[Collected data]
──────────

impl<O> QuadTree<O> {
    /// Look up an object.
    pub fn get(&self, id: ObjectId) -> Option<&O> {
        self.objects.get(id).map(|e| &e.object)
    }

    /// Returns true if `id` refers to an object currently in the tree.
    pub fn contains(&self, id: ObjectId) -> bool {
        self.objects.is_alive(id)
    }

    /// Iterate all stored objects.
    pub fn iter(&self) -> impl Iterator<Item = (ObjectId, &O)> + '_ {
        self.objects.iter::<ObjectId>().map(|(id, e)| (id, &e.object))
    }

    /// Number of stored objects.
    pub fn object_count(&self) -> usize {
        self.objects.len()
    }

    /// Number of stored objects.
    pub fn len(&self) -> usize {
        self.objects.len()
    }

    /// Returns true if no objects are stored.
    pub fn is_empty(&self) -> bool {
        self.objects.len() == 0
    }

    /// Number of nodes reachable from the root, counting the root. Zero before the first insert.
    pub fn node_count(&self) -> usize {
        self.root.map_or(0, |root| self.nodes.subtree_len(root))
    }

    /// Current bounds of the root node, if any object was ever inserted.
    pub fn root_bounds(&self) -> Option<Rect> {
        self.root.map(|r| self.nodes.get(r).rect())
    }

    /// Remove every object and node. Outstanding handles become stale.
    pub fn clear(&mut self) {
        self.objects.clear();
        self.nodes.clear();
        self.root = None;
    }

    /// Objects whose bounds satisfy `hit`, pruning nodes whose bounds do not.
    fn hits(&self, hit: impl Fn(Rect) -> bool) -> Vec<(ObjectId, &O)> {
        let mut out = Vec::new();
        let mut stack: Vec<NodeId> = self.root.into_iter().collect();
        while let Some(id) = stack.pop() {
            let node = self.nodes.get(id);
            if !hit(node.rect()) {
                continue;
            }
            for &oid in &node.objects {
                let entry = self.objects.get(oid).expect("node lists a dead object");
                if hit(entry.bounds) {
                    out.push((oid, &entry.object));
                }
            }
            stack.extend(node.children().into_iter().flatten());
        }
        out
    }

    fn grow_to_fit(&mut self, bounds: Rect) -> NodeId {
        let mut root = match self.root {
            Some(root) => root,
            None => {
                let root = self.nodes.alloc(self.initial_root_rect(bounds));
                debug!("created root {:?}", self.nodes.get(root).rect());
                self.root = Some(root);
                root
            }
        };
        while !contains_rect(self.nodes.get(root).rect(), bounds) {
            root = self.expand_root(root, bounds);
        }
        root
    }

    /// A square number of minimum leaves wide enough for `bounds`, centered on it.
    fn initial_root_rect(&self, bounds: Rect) -> Rect {
        let min = self.config.min_leaf_size;
        let multiplier = ceil_non_negative(bounds.width() / min.width)
            .max(ceil_non_negative(bounds.height() / min.height))
            .max(1.0);
        Rect::from_center_size(
            bounds.center(),
            Size::new(min.width * multiplier, min.height * multiplier),
        )
    }

    /// Double the root toward `bounds`, keeping the old root as the opposite quadrant.
    fn expand_root(&mut self, old_root: NodeId, bounds: Rect) -> NodeId {
        let old = self.nodes.get(old_root).rect();
        // Compare origins: growth goes toward whichever side the object starts on.
        let west = bounds.x0 < old.x0;
        let north = bounds.y0 < old.y0;
        let (x0, x1) = if west {
            (old.x0 - old.width(), old.x1)
        } else {
            (old.x0, old.x1 + old.width())
        };
        let (y0, y1) = if north {
            (old.y0 - old.height(), old.y1)
        } else {
            (old.y0, old.y1 + old.height())
        };
        let rect = Rect::new(x0, y0, x1, y1);
        // Split at the old root's corner so it becomes an exact quadrant.
        let split = Point::new(
            if west { old.x0 } else { old.x1 },
            if north { old.y0 } else { old.y1 },
        );
        let kept = Quadrant::toward(north, west).opposite();

        let new_root = self.nodes.alloc(rect);
        for q in Quadrant::ALL {
            let child = if q == kept {
                old_root
            } else {
                self.nodes.alloc(q.sub_rect(rect, split))
            };
            self.nodes.set_child(new_root, q, Some(child));
        }
        self.root = Some(new_root);
        debug!("expanded root to {rect:?}, old root kept as {kept:?}");
        new_root
    }

    /// Split a leaf into four quarters and push down the objects that fit one.
    ///
    /// Does nothing if the quarters would be smaller than the minimum leaf size.
    fn split(&mut self, id: NodeId) {
        let rect = self.nodes.get(id).rect();
        let min = self.config.min_leaf_size;
        if rect.width() / 2.0 < min.width || rect.height() / 2.0 < min.height {
            return;
        }
        self.nodes.subdivide(id);
        let objects = core::mem::take(&mut self.nodes.get_mut(id).objects);
        let mut kept = Vec::new();
        for oid in objects {
            let bounds = self.objects.get(oid).expect("node lists a dead object").bounds;
            match self.child_containing(id, bounds) {
                Some(child) => self.link_object(child, oid),
                None => kept.push(oid),
            }
        }
        debug!(
            "split node {rect:?}, {} object(s) stay at the parent",
            kept.len()
        );
        self.nodes.get_mut(id).objects = kept;
    }

    fn child_containing(&self, id: NodeId, bounds: Rect) -> Option<NodeId> {
        self.nodes
            .get(id)
            .children()?
            .into_iter()
            .find(|&c| contains_rect(self.nodes.get(c).rect(), bounds))
    }

    fn link_object(&mut self, node: NodeId, oid: ObjectId) {
        self.nodes.get_mut(node).objects.push(oid);
        self.objects.get_mut(oid).expect("linking a dead object").node = node;
    }

    fn unlink_object(&mut self, node: NodeId, oid: ObjectId) {
        let objects = &mut self.nodes.get_mut(node).objects;
        let pos = objects
            .iter()
            .position(|&o| o == oid)
            .expect("object missing from the node that should hold it");
        objects.swap_remove(pos);
    }

    /// Merge-check after an object left `node`.
    ///
    /// An internal node may itself have dropped to the threshold, so checking starts
    /// there; a leaf cannot merge, so checking starts at its parent.
    fn merge_from(&mut self, node: NodeId) {
        let start = if self.nodes.get(node).has_children() {
            Some(node)
        } else {
            self.nodes.get(node).parent()
        };
        if let Some(start) = start {
            self.merge_check(start);
        }
    }

    /// Collapse underpopulated subtrees from `node` up to the root.
    fn merge_check(&mut self, node: NodeId) {
        let mut current = Some(node);
        while let Some(id) = current {
            if self.root == Some(id) {
                self.merge_root();
                return;
            }
            if !self
                .nodes
                .subtree_exceeds(id, self.config.max_objects_per_leaf)
            {
                self.collapse(id);
            }
            current = self.nodes.get(id).parent();
        }
    }

    /// Shrink the root while only one quadrant is populated, then collapse it if small enough.
    ///
    /// Shrink eligibility is decided from the live children before any slot is cleared.
    fn merge_root(&mut self) {
        while let Some(root) = self.root {
            let Some(children) = self.nodes.get(root).children() else {
                return;
            };
            if let Some(q) = self.sole_populated_quadrant(root, children) {
                self.shrink_root(root, q);
                continue;
            }
            if !self
                .nodes
                .subtree_exceeds(root, self.config.max_objects_per_leaf)
            {
                self.collapse(root);
            }
            return;
        }
    }

    /// The one quadrant holding every object of the tree, if there is one.
    fn sole_populated_quadrant(&self, root: NodeId, children: [NodeId; 4]) -> Option<Quadrant> {
        if !self.nodes.get(root).objects.is_empty() {
            return None;
        }
        let mut populated = QuadrantMask::empty();
        for (q, c) in Quadrant::ALL.into_iter().zip(children) {
            if !self.nodes.subtree_is_empty(c) {
                populated |= q.into();
            }
        }
        populated.single()
    }

    fn shrink_root(&mut self, root: NodeId, keep: Quadrant) {
        let new_root = self
            .nodes
            .get(root)
            .child(keep)
            .expect("shrinking a root without children");
        for q in Quadrant::ALL {
            let Some(c) = self.nodes.get(root).child(q) else {
                continue;
            };
            self.nodes.set_child(root, q, None);
            self.nodes.detach(c);
            if q != keep {
                self.nodes.free_subtree(c);
            }
        }
        self.nodes.free_subtree(root);
        self.root = Some(new_root);
        debug!(
            "shrank root to its {keep:?} quadrant {:?}",
            self.nodes.get(new_root).rect()
        );
    }

    /// Move every object under `id` into `id` itself and drop its children.
    fn collapse(&mut self, id: NodeId) {
        if !self.nodes.get(id).has_children() {
            return;
        }
        let mut moved = 0_usize;
        for d in self.nodes.descendants(id) {
            let objects = core::mem::take(&mut self.nodes.get_mut(d).objects);
            moved += objects.len();
            for oid in objects {
                self.link_object(id, oid);
            }
        }
        self.nodes.free_children(id);
        debug!(
            "merged children of {:?} back, {moved} object(s) moved up",
            self.nodes.get(id).rect()
        );
    }
}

──────────

## Problem to solve
Beginning at the line above that contains "fn split(&mut self, id: NodeId)", return each line exactly through the line that contains "self.nodes.subdivide(id);", and no others.

## Written answer
    fn split(&mut self, id: NodeId) {
        let rect = self.nodes.get(id).rect();
        let min = self.config.min_leaf_size;
        if rect.width() / 2.0 < min.width || rect.height() / 2.0 < min.height {
            return;
        }
        self.nodes.subdivide(id);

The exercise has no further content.